Task brief - The first line of the data below and every line after it, through the one with "pub use scheduler::RoundScheduler;", must be transcribed without change.
=== Section Start ===
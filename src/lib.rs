//! Wingo - timed color/number betting round engine
//!
//! Every round a digit 0-9 is declared, either by an admin or by a selector
//! that ranks all ten outcomes by house profit. Bets on the digit, its color
//! or its size are then settled against player wallets.

pub mod clock;
pub mod config;
pub mod engine;
pub mod errors;
pub mod games;
pub mod notify;
pub mod scheduler;
pub mod store;

pub use config::{ConfigLoader, WingoConfig};
pub use engine::{
    CancellationSummary, DeclarationSummary, EngineBuilder, GameEngine, PlaceBetRequest, TickReport,
};
pub use errors::{WingoError, WingoResult};
pub use scheduler::RoundScheduler;
pub use store::{GameStore, MemoryStore};
impl DeclareMode {
    fn declarer(&self) -> Declarer {
        match self {
            DeclareMode::System => Declarer::System,
            DeclareMode::Admin { admin_id, .. } => Declarer::Admin {
                admin_id: admin_id.clone(),
            },
        }
    }
}

pub struct GameEngine {
    config: WingoConfig,
    store: Arc<dyn GameStore>,
    clock: Arc<dyn Clock>,
    selector: OutcomeSelector,
    settlement: SettlementEngine,
    feed: LiabilityFeed,
    rng: Mutex<StdRng>,
    declare_lock: Mutex<()>,
}
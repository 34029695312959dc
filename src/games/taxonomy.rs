//! Outcome taxonomy and payout table
//!
//! Fixed mapping from a digit to its color and size, and the multiplier a
//! selection earns when a digit is declared. Liability, preview and
//! settlement all price bets through [`winning_multiplier`] so the three can
//! never disagree.

use crate::games::types::{Color, Digit, Selection, Size};
use rust_decimal::Decimal;
use rust_decimal_macros::dec;

/// GREEN or RED on a single-color digit
pub const COLOR_MULTIPLIER: Decimal = dec!(1.95);
/// VIOLET on 0 or 5
pub const VIOLET_MULTIPLIER: Decimal = dec!(4.5);
/// GREEN on 0 or RED on 5
pub const DUAL_COLOR_MULTIPLIER: Decimal = dec!(1.45);
pub const NUMBER_MULTIPLIER: Decimal = dec!(8.5);
pub const SIZE_MULTIPLIER: Decimal = dec!(1.95);

/// Decimal places a stake may carry. Stake times any multiplier then has at
/// most four places and never needs rounding.
pub const STAKE_SCALE: u32 = 2;

const COLORS: [Color; 10] = [
    Color::Violet,
    Color::Green,
    Color::Red,
    Color::Green,
    Color::Red,
    Color::Violet,
    Color::Red,
    Color::Green,
    Color::Red,
    Color::Green,
];

pub fn color_of(digit: Digit) -> Color {
    COLORS[digit.value() as usize]
}

pub fn size_of(digit: Digit) -> Size {
    if digit.value() <= 4 {
        Size::Small
    } else {
        Size::Big
    }
}

/// 0 and 5 satisfy VIOLET and one of GREEN/RED at once
pub fn is_dual_color(digit: Digit) -> bool {
    matches!(digit.value(), 0 | 5)
}

/// Multiplier quoted to the player when the bet is placed
pub fn placement_multiplier(selection: &Selection) -> Decimal {
    match selection {
        Selection::Color(Color::Violet) => VIOLET_MULTIPLIER,
        Selection::Color(_) => COLOR_MULTIPLIER,
        Selection::Digit(_) => NUMBER_MULTIPLIER,
        Selection::Size(_) => SIZE_MULTIPLIER,
    }
}

/// Multiplier paid if `digit` is declared, or `None` if the selection loses
pub fn winning_multiplier(selection: &Selection, digit: Digit) -> Option<Decimal> {
    match *selection {
        Selection::Digit(picked) => (picked == digit).then_some(NUMBER_MULTIPLIER),
        Selection::Size(size) => (size_of(digit) == size).then_some(SIZE_MULTIPLIER),
        Selection::Color(Color::Violet) => is_dual_color(digit).then_some(VIOLET_MULTIPLIER),
        Selection::Color(Color::Green) if digit.value() == 0 => Some(DUAL_COLOR_MULTIPLIER),
        Selection::Color(Color::Red) if digit.value() == 5 => Some(DUAL_COLOR_MULTIPLIER),
        Selection::Color(color) => (color_of(digit) == color).then_some(COLOR_MULTIPLIER),
    }
}

/// Amount owed on `stake` if `digit` is declared (zero when the bet loses)
pub fn payout(selection: &Selection, stake: Decimal, digit: Digit) -> Decimal {
    winning_multiplier(selection, digit)
        .map(|multiplier| stake * multiplier)
        .unwrap_or(Decimal::ZERO)
}

/// First digit in natural order with the given color
pub fn first_digit_with_color(color: Color) -> Digit {
    Digit::ALL
        .into_iter()
        .find(|d| color_of(*d) == color)
        .unwrap_or(Digit::ALL[0])
}

/// First digit in natural order with the given size
pub fn first_digit_with_size(size: Size) -> Digit {
    Digit::ALL
        .into_iter()
        .find(|d| size_of(*d) == size)
        .unwrap_or(Digit::ALL[0])
}
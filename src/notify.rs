//! Live event feed for admin dashboards
//!
//! The engine publishes a [`GameEvent`] after every placement, state change,
//! declaration and cancellation. Transports subscribe to the broadcast
//! channel; the engine keeps no per-subscriber state.

use crate::games::liability::{LiabilityReport, OutcomeCandidate};
use crate::games::period::PeriodCode;
use crate::games::selector::{PolicyWarning, SelectionBucket};
use crate::games::types::{
    BetId, Declarer, Outcome, Round, RoundId, RoundStatus, Selection, UserId,
};
use chrono::{DateTime, Utc};
use rust_decimal::Decimal;
use serde::{Deserialize, Serialize};
use tokio::sync::broadcast;
use tracing::trace;

/// Candidate table of a round at a point in time
#[derive(Debug, Clone, PartialEq, Serialize, Deserialize)]
pub struct LiabilitySnapshot {
    pub round_id: RoundId,
    pub period: PeriodCode,
    pub status: RoundStatus,
    pub total_bets: usize,
    pub collection: Decimal,
    /// Highest profit first; empty when the round has no bets
    pub candidates: Vec<OutcomeCandidate>,
    pub generated_at: DateTime<Utc>,
}

impl LiabilitySnapshot {
    pub fn new(
        round: &Round,
        total_bets: usize,
        report: &LiabilityReport,
        generated_at: DateTime<Utc>,
    ) -> Self {
        Self {
            round_id: round.id,
            period: round.period,
            status: round.status,
            total_bets,
            collection: report.collection(),
            candidates: report.candidates().to_vec(),
            generated_at,
        }
    }
}

#[derive(Debug, Clone, PartialEq, Serialize, Deserialize)]
#[serde(tag = "type", rename_all = "snake_case")]
pub enum GameEvent {
    RoundOpened {
        round_id: RoundId,
        period: PeriodCode,
        started_at: DateTime<Utc>,
    },
    BetPlaced {
        round_id: RoundId,
        bet_id: BetId,
        user_id: UserId,
        selection: Selection,
        amount: Decimal,
        liability: LiabilitySnapshot,
    },
    RoundPaused {
        round_id: RoundId,
        period: PeriodCode,
    },
    RoundResumed {
        round_id: RoundId,
        period: PeriodCode,
    },
    RoundDeclared {
        round_id: RoundId,
        period: PeriodCode,
        outcome: Outcome,
        declared_by: Declarer,
        bucket: SelectionBucket,
        profit: Decimal,
        profit_percent: Decimal,
        warning: Option<PolicyWarning>,
        liability: LiabilitySnapshot,
    },
    RoundCancelled {
        round_id: RoundId,
        period: PeriodCode,
        refunded: usize,
        total_refunded: Decimal,
        liability: LiabilitySnapshot,
    },
}

impl GameEvent {
    pub fn round_id(&self) -> RoundId {
        match self {
            GameEvent::RoundOpened { round_id, .. }
            | GameEvent::BetPlaced { round_id, .. }
            | GameEvent::RoundPaused { round_id, .. }
            | GameEvent::RoundResumed { round_id, .. }
            | GameEvent::RoundDeclared { round_id, .. }
            | GameEvent::RoundCancelled { round_id, .. } => *round_id,
        }
    }
}

/// Broadcast feed of game events
#[derive(Debug, Clone)]
pub struct LiabilityFeed {
    tx: broadcast::Sender<GameEvent>,
}

impl LiabilityFeed {
    pub fn new(capacity: usize) -> Self {
        let (tx, _rx) = broadcast::channel(capacity.max(1));
        Self { tx }
    }

    pub fn subscribe(&self) -> broadcast::Receiver<GameEvent> {
        self.tx.subscribe()
    }

    pub fn subscriber_count(&self) -> usize {
        self.tx.receiver_count()
    }

    /// Deliver to current subscribers. Having none is not an error.
    pub fn publish(&self, event: GameEvent) {
        match self.tx.send(event) {
            Ok(receivers) => trace!(receivers, "Event published"),
            Err(_) => trace!("Event dropped, no subscribers"),
        }
    }
}
//! Round scheduler
//!
//! Drives [`GameEngine::tick`] on a fixed interval until stopped. The first
//! tick fires immediately, so a freshly started scheduler recovers unsettled
//! rounds and opens a round before anything else happens.

use crate::engine::GameEngine;
use std::sync::atomic::{AtomicBool, Ordering};
use std::sync::Arc;
use std::time::Duration;
use tokio::sync::{watch, Mutex};
use tokio::task::JoinHandle;
use tokio::time::{interval, MissedTickBehavior};
use tracing::{debug, error, info, warn};

pub struct RoundScheduler {
    engine: Arc<GameEngine>,
    tick_interval: Duration,
    running: Arc<AtomicBool>,
    shutdown: watch::Sender<bool>,
    handle: Mutex<Option<JoinHandle<()>>>,
}

impl RoundScheduler {
    pub fn new(engine: Arc<GameEngine>) -> Self {
        let tick_interval = engine.config().tick_interval();
        Self::with_interval(engine, tick_interval)
    }

    pub fn with_interval(engine: Arc<GameEngine>, tick_interval: Duration) -> Self {
        let (shutdown, _) = watch::channel(false);
        Self {
            engine,
            tick_interval,
            running: Arc::new(AtomicBool::new(false)),
            shutdown,
            handle: Mutex::new(None),
        }
    }

    pub fn is_running(&self) -> bool {
        self.running.load(Ordering::SeqCst)
    }

    /// Spawn the tick loop. Returns false if it was already running.
    pub async fn start(&self) -> bool {
        if self.running.swap(true, Ordering::SeqCst) {
            return false;
        }
        self.shutdown.send_replace(false);

        let engine = self.engine.clone();
        let running = self.running.clone();
        let mut shutdown = self.shutdown.subscribe();
        let mut ticker = interval(self.tick_interval);
        ticker.set_missed_tick_behavior(MissedTickBehavior::Skip);

        info!(interval_ms = self.tick_interval.as_millis() as u64, "Round scheduler started");

        let handle = tokio::spawn(async move {
            loop {
                tokio::select! {
                    biased;
                    changed = shutdown.changed() => {
                        if changed.is_err() || *shutdown.borrow() {
                            break;
                        }
                    }
                    _ = ticker.tick() => {
                        match engine.tick().await {
                            Ok(report) if report.skipped => debug!("Tick skipped"),
                            Ok(report) => {
                                for summary in &report.declared {
                                    debug!(
                                        period = %summary.period,
                                        digit = %summary.outcome.digit,
                                        "Tick declared round"
                                    );
                                }
                            }
                            Err(e) => error!(error = %e, "Tick failed"),
                        }
                    }
                }
            }
            running.store(false, Ordering::SeqCst);
        });

        *self.handle.lock().await = Some(handle);
        true
    }

    /// Signal the loop to stop and wait for the in-flight tick to finish
    pub async fn stop(&self) {
        self.shutdown.send_replace(true);
        if let Some(handle) = self.handle.lock().await.take() {
            if let Err(e) = handle.await {
                warn!(error = %e, "Scheduler task ended abnormally");
            }
        }
        self.running.store(false, Ordering::SeqCst);
        info!("Round scheduler stopped");
    }
}
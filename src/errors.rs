//! Error types for the Wingo round engine
//!
//! Every rejection the engine can produce falls into one family. Validation
//! and state conflicts are business rejections and are never retried; only
//! storage faults are transient.

use crate::games::types::{BetId, BetType, Digit, RoundId, RoundStatus};
use rust_decimal::Decimal;
use thiserror::Error;

/// Root error type for all engine operations
#[derive(Debug, Error)]
pub enum WingoError {
    #[error("Validation rejected: {0}")]
    Validation(#[from] ValidationError),

    #[error("State conflict: {0}")]
    StateConflict(#[from] StateConflict),

    #[error("Policy breach: {0}")]
    PolicyBreach(#[from] PolicyBreach),

    #[error("Wallet error: {0}")]
    Wallet(#[from] WalletError),

    #[error("Storage error: {0}")]
    Storage(#[from] StorageError),

    #[error("Configuration error: {0}")]
    Configuration(#[from] ConfigurationError),
}

/// Malformed input; nothing was mutated
#[derive(Debug, Clone, Error, PartialEq)]
pub enum ValidationError {
    #[error("stake must be positive, got {0}")]
    NonPositiveAmount(Decimal),

    #[error("stake {amount} is below the minimum of {min}")]
    BelowMinimum { amount: Decimal, min: Decimal },

    #[error("stake {amount} is above the maximum of {max}")]
    AboveMaximum { amount: Decimal, max: Decimal },

    #[error("stake {amount} has more than {max_scale} decimal places")]
    TooPrecise { amount: Decimal, max_scale: u32 },

    #[error("unknown bet type '{0}'")]
    UnknownBetType(String),

    #[error("'{selection}' is not a valid {bet_type} selection")]
    InvalidSelection { bet_type: BetType, selection: String },

    #[error("digit {0} is outside 0-9")]
    InvalidDigit(u8),

    #[error("'{0}' is not a digit, color or size")]
    InvalidTarget(String),

    #[error("'{0}' is not a valid period code")]
    InvalidPeriodCode(String),

    #[error("user id must not be empty")]
    EmptyUserId,
}

/// The request is well-formed but the current state forbids it
#[derive(Debug, Clone, Error, PartialEq)]
pub enum StateConflict {
    #[error("round {0} not found")]
    RoundNotFound(RoundId),

    #[error("bet {0} not found")]
    BetNotFound(BetId),

    #[error("round {round_id} is {status}, not accepting bets")]
    RoundNotOpen { round_id: RoundId, status: RoundStatus },

    #[error("round {0} already has a declared result")]
    AlreadyDeclared(RoundId),

    #[error("round {0} is already cancelled")]
    AlreadyCancelled(RoundId),

    #[error("cannot {action} round {round_id} while it is {from}")]
    InvalidTransition {
        round_id: RoundId,
        from: RoundStatus,
        action: &'static str,
    },

    #[error("user {user_id} already has a bet on round {round_id}")]
    DuplicateBet { user_id: String, round_id: RoundId },
}

/// A forced outcome would exceed the configured loss bound
#[derive(Debug, Clone, Error, PartialEq)]
pub enum PolicyBreach {
    #[error("declaring {digit} loses {loss}, above the max loss of {max_loss}")]
    MaxLossExceeded {
        digit: Digit,
        loss: Decimal,
        max_loss: Decimal,
    },
}

/// Wallet balance mutations
#[derive(Debug, Clone, Error, PartialEq)]
pub enum WalletError {
    #[error("insufficient balance for {user_id}: has {balance}, needs {required}")]
    InsufficientBalance {
        user_id: String,
        balance: Decimal,
        required: Decimal,
    },

    #[error("wallet amount must be positive, got {0}")]
    NonPositiveAmount(Decimal),

    #[error("no wallet for user {0}")]
    UnknownWallet(String),
}

/// Persistence faults
#[derive(Debug, Clone, Error, PartialEq)]
pub enum StorageError {
    #[error("read failed: {0}")]
    ReadFailed(String),

    #[error("write failed: {0}")]
    WriteFailed(String),

    #[error("corrupted data: {0}")]
    CorruptedData(String),

    #[error("settlement of round {round_id} incomplete: {failed} bet(s) still pending")]
    PartialSettlement { round_id: RoundId, failed: usize },
}

/// Configuration loading and validation
#[derive(Debug, Clone, Error, PartialEq)]
pub enum ConfigurationError {
    #[error("validation failed: {0}")]
    ValidationFailed(String),

    #[error("invalid value for {field}: '{value}' ({reason})")]
    InvalidValue {
        field: String,
        value: String,
        reason: String,
    },

    #[error("failed to load configuration: {0}")]
    LoadFailed(String),
}

impl WingoError {
    /// Whether the caller may retry the same request later
    pub fn is_retryable(&self) -> bool {
        matches!(self, WingoError::Storage(_))
    }

    /// Stable machine-readable code for transports
    pub fn code(&self) -> &'static str {
        match self {
            WingoError::Validation(_) => "VALIDATION",
            WingoError::StateConflict(_) => "STATE_CONFLICT",
            WingoError::PolicyBreach(_) => "POLICY_BREACH",
            WingoError::Wallet(_) => "WALLET",
            WingoError::Storage(_) => "STORAGE",
            WingoError::Configuration(_) => "CONFIGURATION",
        }
    }
}

// External error conversions
impl From<std::io::Error> for WingoError {
    fn from(e: std::io::Error) -> Self {
        WingoError::Configuration(ConfigurationError::LoadFailed(e.to_string()))
    }
}

impl From<toml::de::Error> for WingoError {
    fn from(e: toml::de::Error) -> Self {
        WingoError::Configuration(ConfigurationError::LoadFailed(e.to_string()))
    }
}

impl From<serde_json::Error> for WingoError {
    fn from(e: serde_json::Error) -> Self {
        WingoError::Storage(StorageError::CorruptedData(e.to_string()))
    }
}

// Convenience type alias for Results
pub type WingoResult<T> = Result<T, WingoError>;

#[cfg(test)]
mod tests {
    use super::*;
    use rust_decimal_macros::dec;
    use std::error::Error as _;

    #[test]
    fn test_error_display() {
        let err: WingoError = ValidationError::BelowMinimum {
            amount: dec!(5),
            min: dec!(10),
        }
        .into();

        assert!(err.to_string().contains("Validation rejected"));
        assert!(err.to_string().contains("below the minimum of 10"));
    }

    #[test]
    fn test_only_storage_is_retryable() {
        let conflict: WingoError = StateConflict::AlreadyDeclared(RoundId::nil()).into();
        assert!(!conflict.is_retryable());
        assert_eq!(conflict.code(), "STATE_CONFLICT");

        let storage: WingoError = StorageError::WriteFailed("disk".to_string()).into();
        assert!(storage.is_retryable());
    }

    #[test]
    fn test_error_source() {
        let err: WingoError = WalletError::NonPositiveAmount(dec!(0)).into();
        assert!(err.source().is_some());
    }
}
=== Section End ===
Answer to the exercise -
filename src/lib.rs
//! Wingo - timed color/number betting round engine
//!
//! Every round a digit 0-9 is declared, either by an admin or by a selector
//! that ranks all ten outcomes by house profit. Bets on the digit, its color
//! or its size are then settled against player wallets.

pub mod clock;
pub mod config;
pub mod engine;
pub mod errors;
pub mod games;
pub mod notify;
pub mod scheduler;
pub mod store;

pub use config::{ConfigLoader, WingoConfig};
pub use engine::{
    CancellationSummary, DeclarationSummary, EngineBuilder, GameEngine, PlaceBetRequest, TickReport,
};
pub use errors::{WingoError, WingoResult};
pub use scheduler::RoundScheduler;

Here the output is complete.